#### EXERCISE OBJECTIVE
Every line in the records below with the string "BoundingBox" needs to be copied out.

(Collected data entries)

//! # Physics Simulation Core
//!
//! This module provides the main simulation structure. One [`PhysicsSim::step`]
//! integrates the particles, then runs a few contact passes over the broad
//! phase pairs and the static walls. Touching particles of the same tier are
//! merged into the next tier and their points reported in the returned
//! [`ScoreDelta`].

use crate::collision::{
    correction_fraction, detect_circle_circle_collision, detect_circle_segment_collision,
    resolve_circle_circle_collision, resolve_circle_segment_collision, SpatialGrid,
};
use crate::error::PhysicsError;
use crate::integrator::integrate_particles;
use crate::types::{
    BoundingBox, FruitTable, Particle, ParticleId, ParticleView, ScoreDelta, Segment, Vec2,
    WorldParams,
};
use crate::world::World;

/// Upper bound on internal sub-steps per [`PhysicsSim::step`].
const MAX_INTERNAL_SUBSTEPS: u32 = 16;

/// Main physics simulation container
#[derive(Clone, Debug)]
pub struct PhysicsSim {
    // Bodies
    pub particles: Vec<Particle>,
    pub boundaries: Vec<Segment>,

    // Simulation parameters
    pub params: WorldParams,
    pub fruits: FruitTable,

    // Spatial acceleration
    pub spatial_grid: SpatialGrid,

    pub(crate) next_id: u64,
}

impl PhysicsSim {
    /// Create an empty simulation.
    ///
    /// # Errors
    ///
    /// Returns [`PhysicsError::InvalidParams`] for non-finite gravity, a
    /// damping outside `(0, 1]`, a bias outside `(0, 1)`, zero solver
    /// iterations, an empty fruit table, a non-positive fruit radius or an
    /// extent too large for the spatial grid.
    pub fn new(params: WorldParams, fruits: FruitTable) -> Result<Self, PhysicsError> {
        validate_params(&params, &fruits)?;

        let max_radius = (0..fruits.len())
            .filter_map(|k| fruits.get(k))
            .map(|f| f.radius)
            .fold(0.0_f32, f32::max);
        let bounds = BoundingBox {
            min: Vec2::ZERO,
            max: params.extent,
        };
        let spatial_grid = SpatialGrid::new((max_radius * 2.0).max(1.0), bounds)?;

        Ok(Self {
            particles: Vec::new(),
            boundaries: Vec::new(),
            params,
            fruits,
            spatial_grid,
            next_id: 0,
        })
    }

    /// Advance the simulation by one increment of `dt` seconds.
    ///
    /// The increment is split into internal sub-steps so no particle moves
    /// more than half of the smallest radius per sub-step.
    pub fn step(&mut self, dt: f32) -> ScoreDelta {
        let substeps = self.internal_substeps(dt);
        #[allow(clippy::cast_precision_loss)]
        let h = dt / substeps as f32;
        let correction = correction_fraction(self.params.bias, h);

        let mut delta = ScoreDelta::default();
        for _ in 0..substeps {
            integrate_particles(&mut self.particles, self.params.gravity, self.params.damping, h);
            for _ in 0..self.params.iterations {
                delta += self.solve_particle_contacts(correction);
                self.solve_boundary_contacts();
            }
        }

        self.particles.retain(|p| p.alive);
        if delta.merges > 0 {
            tracing::trace!(merges = delta.merges, points = delta.points, "particles merged");
        }
        delta
    }

    /// Run `steps` increments, summing the score deltas.
    pub fn run(&mut self, dt: f32, steps: usize) -> ScoreDelta {
        let mut total = ScoreDelta::default();
        for _ in 0..steps {
            total += self.step(dt);
        }
        total
    }

    #[allow(clippy::cast_possible_truncation, clippy::cast_sign_loss)]
    fn internal_substeps(&self, dt: f32) -> u32 {
        let max_speed = self
            .particles
            .iter()
            .filter(|p| p.alive)
            .map(|p| (p.vel + self.params.gravity * dt).length())
            .fold(0.0_f32, f32::max);
        let min_radius = self
            .particles
            .iter()
            .filter(|p| p.alive)
            .map(|p| p.radius)
            .fold(f32::INFINITY, f32::min);
        if !min_radius.is_finite() || max_speed <= 0.0 {
            return 1;
        }
        let travel = max_speed * dt / (0.5 * min_radius);
        (travel.ceil() as u32).clamp(1, MAX_INTERNAL_SUBSTEPS)
    }

    pub(crate) fn allocate_id(&mut self) -> ParticleId {
        let id = ParticleId(self.next_id);
        self.next_id += 1;
        id
    }
}

// Contact passes
impl PhysicsSim {
    fn solve_particle_contacts(&mut self, correction: f32) -> ScoreDelta {
        self.spatial_grid.update(&self.particles);
        let material = self.params.material;
        let mut delta = ScoreDelta::default();
        let mut spawned = Vec::new();

        for (i, j) in self.spatial_grid.potential_pairs() {
            let (before, after) = self.particles.split_at_mut(j);
            let (a, b) = (&mut before[i], &mut after[0]);
            if !a.alive || !b.alive {
                continue;
            }
            let Some(contact) = detect_circle_circle_collision(a, b, &material) else {
                continue;
            };
            a.has_collided = true;
            b.has_collided = true;

            let merged = if a.kind == b.kind {
                self.fruits.merged(a.kind)
            } else {
                None
            };
            match merged.and_then(|kind| self.fruits.get(kind).map(|f| (kind, f))) {
                Some((kind, fruit)) => {
                    a.alive = false;
                    b.alive = false;
                    spawned.push(Particle {
                        id: ParticleId(0),
                        kind,
                        pos: (a.pos + b.pos) * 0.5,
                        vel: (a.vel + b.vel) * 0.5,
                        radius: fruit.radius,
                        mass: mass_for_radius(fruit.radius),
                        alive: true,
                        has_collided: true,
                    });
                    delta += ScoreDelta {
                        points: fruit.points,
                        merges: 1,
                    };
                }
                None => resolve_circle_circle_collision(a, b, &contact, correction),
            }
        }

        for mut particle in spawned {
            particle.id = self.allocate_id();
            self.particles.push(particle);
        }
        delta
    }

    /// Runs after the particle pass so every iteration ends with all live
    /// particles projected onto the free side of the walls.
    fn solve_boundary_contacts(&mut self) {
        let material = self.params.material;
        for particle in self.particles.iter_mut().filter(|p| p.alive) {
            for segment in &self.boundaries {
                if let Some(contact) = detect_circle_segment_collision(particle, segment, &material) {
                    particle.has_collided = true;
                    resolve_circle_segment_collision(particle, &contact);
                }
            }
        }
    }
}

/// Mass of a disc of unit density.
#[must_use]
pub fn mass_for_radius(radius: f32) -> f32 {
    std::f32::consts::PI * radius * radius
}

fn validate_params(params: &WorldParams, fruits: &FruitTable) -> Result<(), PhysicsError> {
    if !params.gravity.is_finite() {
        return Err(PhysicsError::InvalidParams("gravity must be finite"));
    }
    if !(params.damping > 0.0 && params.damping <= 1.0) {
        return Err(PhysicsError::InvalidParams("damping must be in (0, 1]"));
    }
    if !(params.bias > 0.0 && params.bias < 1.0) {
        return Err(PhysicsError::InvalidParams("bias must be in (0, 1)"));
    }
    if params.iterations == 0 {
        return Err(PhysicsError::InvalidParams("iterations must be positive"));
    }
    if !(params.extent.is_finite() && params.extent.x > 0.0 && params.extent.y > 0.0) {
        return Err(PhysicsError::InvalidParams("extent must be positive and finite"));
    }
    if fruits.is_empty() {
        return Err(PhysicsError::InvalidParams("fruit table is empty"));
    }
    let bad_radius = (0..fruits.len())
        .filter_map(|k| fruits.get(k))
        .any(|f| !(f.radius > 0.0 && f.radius.is_finite()));
    if bad_radius {
        return Err(PhysicsError::InvalidParams("fruit radius must be positive"));
    }
    Ok(())
}

impl World for PhysicsSim {
    fn create(params: WorldParams, fruits: FruitTable) -> Result<Self, PhysicsError> {
        Self::new(params, fruits)
    }

    fn add_static_boundary(&mut self, segment: Segment) -> Result<(), PhysicsError> {
        self.add_boundary(segment)
    }

    fn add_particle(&mut self, position: Vec2, kind: usize) -> Result<ParticleId, PhysicsError> {
        self.add_particle_with_velocity(position, Vec2::ZERO, kind)
    }

    fn advance(&mut self, dt: f32) -> ScoreDelta {
        self.step(dt)
    }

    fn live_particles(&self) -> Vec<ParticleView> {
        self.particles
            .iter()
            .filter(|p| p.alive)
            .map(Particle::view)
            .collect()
    }
}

#### OUTPUT FOR THIS TASK
    BoundingBox, FruitTable, Particle, ParticleId, ParticleView, ScoreDelta, Segment, Vec2,
        let bounds = BoundingBox {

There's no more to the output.